Following public outrage over the exhibition of a video work that ranked women “from the prettiest to the ugliest,” OCAT Shanghai, a nonprofit art gallery, has closed indefinitely. In a statement dated June 18, OCAT Shanghai said that “omissions in due diligence” had led to the work’s inclusion in a group exhibition and apologized to any visitors who had been “disturbed, hurt and left feeling uncomfortable” by the video.
For the 2013 work, titled Uglier and Uglier, artist Song Ta filmed some 5,000 female college students at the Guangzhou Academy of Fine Arts, the artist’s alma mater, and compiled the footage into an eight-hour video. The controversial piece had been on display since April in the group show “The Circular Impact: Video Art 21,” which featured 21 artists and was organized by Dai Zhuoqun, an independent curator based in Beijing. (The exhibition was slated to run until July 11.)
In his artist statement, Song recommended visitors arrive early to the gallery, as the video begins with the women he found most attractive. “So if you want to see the campus queen, you have to go to the museum as early as possible,” Song wrote. “Otherwise, when the dusk comes, it will become a living hell in this place.”
On Thursday night, a Weibo post by user Sanaya One criticizing the piece was shared on Twitter by Afra Wang, a co-host of the Mandarin-language podcast Chinese Murmurs. One user on the Chinese blogging platform Weibo said the show’s curator was “unable to distinguish between modern art and trash,” while others called said the video infringed on the women’s legal rights. By Friday afternoon, OCAT Shanghai took the piece off view—and subsequently closed altogether.
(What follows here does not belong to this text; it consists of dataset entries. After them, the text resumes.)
//! TerminalRenderer: flushes a framebuffer to a real terminal.
//!
//! Frames are diffed against the previous one and only changed runs of cells are
//! written. Encoding is separated from I/O so it can be tested without a tty.

use std::io::{self, Write};

use anyhow::Result;

use crossterm::{
    cursor,
    style::{
        Attribute, Color, Print, ResetColor, SetAttribute, SetBackgroundColor, SetForegroundColor,
    },
    terminal, QueueableCommand,
};

use crate::fb::{CellStyle, FrameBuffer, Rgb};

pub struct TerminalRenderer {
    stdout: io::Stdout,
    last: Option<FrameBuffer>,
    buf: Vec<u8>,
}

impl Default for TerminalRenderer {
    fn default() -> Self {
        Self::new()
    }
}

impl TerminalRenderer {
    pub fn new() -> Self {
        Self {
            stdout: io::stdout(),
            last: None,
            buf: Vec::with_capacity(16 * 1024),
        }
    }

    /// Raw mode, alternate screen, hidden cursor.
    pub fn enter(&mut self) -> Result<()> {
        terminal::enable_raw_mode()?;
        self.buf.clear();
        self.buf.queue(terminal::EnterAlternateScreen)?;
        self.buf.queue(cursor::Hide)?;
        self.buf.queue(terminal::DisableLineWrap)?;
        self.buf.queue(terminal::Clear(terminal::ClearType::All))?;
        self.flush_buf()?;
        self.last = None;
        Ok(())
    }

    pub fn exit(&mut self) -> Result<()> {
        self.buf.clear();
        self.buf.queue(ResetColor)?;
        self.buf.queue(SetAttribute(Attribute::Reset))?;
        self.buf.queue(terminal::EnableLineWrap)?;
        self.buf.queue(cursor::Show)?;
        self.buf.queue(terminal::LeaveAlternateScreen)?;
        self.flush_buf()?;
        terminal::disable_raw_mode()?;
        Ok(())
    }

    /// Blank the physical screen; the next draw repaints everything.
    pub fn clear(&mut self) -> Result<()> {
        self.buf.clear();
        self.buf.queue(ResetColor)?;
        self.buf.queue(terminal::Clear(terminal::ClearType::All))?;
        self.flush_buf()?;
        self.last = None;
        Ok(())
    }

    /// Draw a framebuffer, swapping it into internal state.
    ///
    /// The renderer diffs against the previous frame and then swaps buffers, so
    /// after the call `fb` holds the previous frame and can be reused.
    pub fn draw_swap(&mut self, fb: &mut FrameBuffer) -> Result<()> {
        let mut prev = match self.last.take() {
            Some(prev) => prev,
            // The screen is blank after enter/clear: diff against an empty frame.
            None => FrameBuffer::new(fb.width(), fb.height()),
        };

        self.buf.clear();
        if prev.width() != fb.width() || prev.height() != fb.height() {
            encode_full_into(fb, &mut self.buf)?;
            prev.resize(fb.width(), fb.height());
        } else {
            encode_diff_into(&prev, fb, &mut self.buf)?;
        }
        self.flush_buf()?;

        std::mem::swap(&mut prev, fb);
        self.last = Some(prev);
        Ok(())
    }

    fn flush_buf(&mut self) -> Result<()> {
        self.stdout.write_all(&self.buf)?;
        self.stdout.flush()?;
        Ok(())
    }
}

/// Encode a full-frame redraw into `out`.
pub fn encode_full_into(fb: &FrameBuffer, out: &mut Vec<u8>) -> Result<()> {
    out.queue(terminal::Clear(terminal::ClearType::All))?;
    out.queue(cursor::MoveTo(0, 0))?;

    let mut current_style: Option<CellStyle> = None;
    for y in 0..fb.height() {
        out.queue(cursor::MoveTo(0, y))?;
        for x in 0..fb.width() {
            let cell = fb.get(x, y).unwrap_or_default();
            if current_style != Some(cell.style) {
                apply_style_into(out, cell.style)?;
                current_style = Some(cell.style);
            }
            out.queue(Print(cell.ch))?;
        }
    }

    out.queue(ResetColor)?;
    out.queue(SetAttribute(Attribute::Reset))?;
    Ok(())
}

/// Encode only the runs of cells that differ between `prev` and `next`.
pub fn encode_diff_into(prev: &FrameBuffer, next: &FrameBuffer, out: &mut Vec<u8>) -> Result<()> {
    let mut current_style: Option<CellStyle> = None;

    for_each_changed_run(prev, next, |x, y, len| {
        out.queue(cursor::MoveTo(x, y))?;
        for dx in 0..len {
            let cell = next.get(x + dx, y).unwrap_or_default();
            if current_style != Some(cell.style) {
                apply_style_into(out, cell.style)?;
                current_style = Some(cell.style);
            }
            out.queue(Print(cell.ch))?;
        }
        Ok(())
    })?;

    if current_style.is_some() {
        out.queue(ResetColor)?;
        out.queue(SetAttribute(Attribute::Reset))?;
    }
    Ok(())
}

fn apply_style_into(out: &mut Vec<u8>, style: CellStyle) -> Result<()> {
    out.queue(SetAttribute(Attribute::Reset))?;
    out.queue(SetForegroundColor(rgb_to_color(style.fg)))?;
    out.queue(SetBackgroundColor(rgb_to_color(style.bg)))?;
    if style.bold {
        out.queue(SetAttribute(Attribute::Bold))?;
    }
    if style.reverse {
        out.queue(SetAttribute(Attribute::Reverse))?;
    }
    Ok(())
}

fn rgb_to_color(rgb: Rgb) -> Color {
    Color::Rgb {
        r: rgb.r,
        g: rgb.g,
        b: rgb.b,
    }
}

/// Call `f(x, y, len)` for every horizontal run of changed cells.
fn for_each_changed_run(
    prev: &FrameBuffer,
    next: &FrameBuffer,
    mut f: impl FnMut(u16, u16, u16) -> Result<()>,
) -> Result<()> {
    let w = next.width();
    for y in 0..next.height() {
        let mut x = 0;
        while x < w {
            if prev.get(x, y) == next.get(x, y) {
                x += 1;
                continue;
            }
            let start = x;
            x += 1;
            while x < w && prev.get(x, y) != next.get(x, y) {
                x += 1;
            }
            f(start, y, x - start)?;
        }
    }
    Ok(())
}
“After receiving criticism, we re-evaluated the content of this artwork and the artist’s explanation, we found it disrespected women, and the way it was shot has copyright infringement issues,” the museum said in a statement on Weibo. “Thank you for your concern, criticism and oversight. OCAT Shanghai will reflect upon the public issues and social concerns arising from this incident. As a museum supporting the concept of diversity, we will take this as an admonition to show more empathy towards all.”
In a 2019 interview with Vice China, Song said he had a female assistant help film the women to appear “less creepy.” His team then digitally organized the images under titles such as “forgivably ugly” and “unforgivably ugly.” In the interview he defended the work, saying, “I think I have the right to tell the truth.”
Song originally produced the piece in 2012, and it was included the following year at the UCCA Beijing’s “On | Off: China’s Young Artists in Theory and Practice,” which presented the work of 50 emerging Chinese artists. The museum later invited Song to give a talk on his art, which it described in a statement as “unambiguously humorous” and “often calling into question established societal codes of conduct.” In a similar performance work also from 2013, Song reportedly ranked 30 women volunteers by attractiveness and then had them walk down a runway in that order.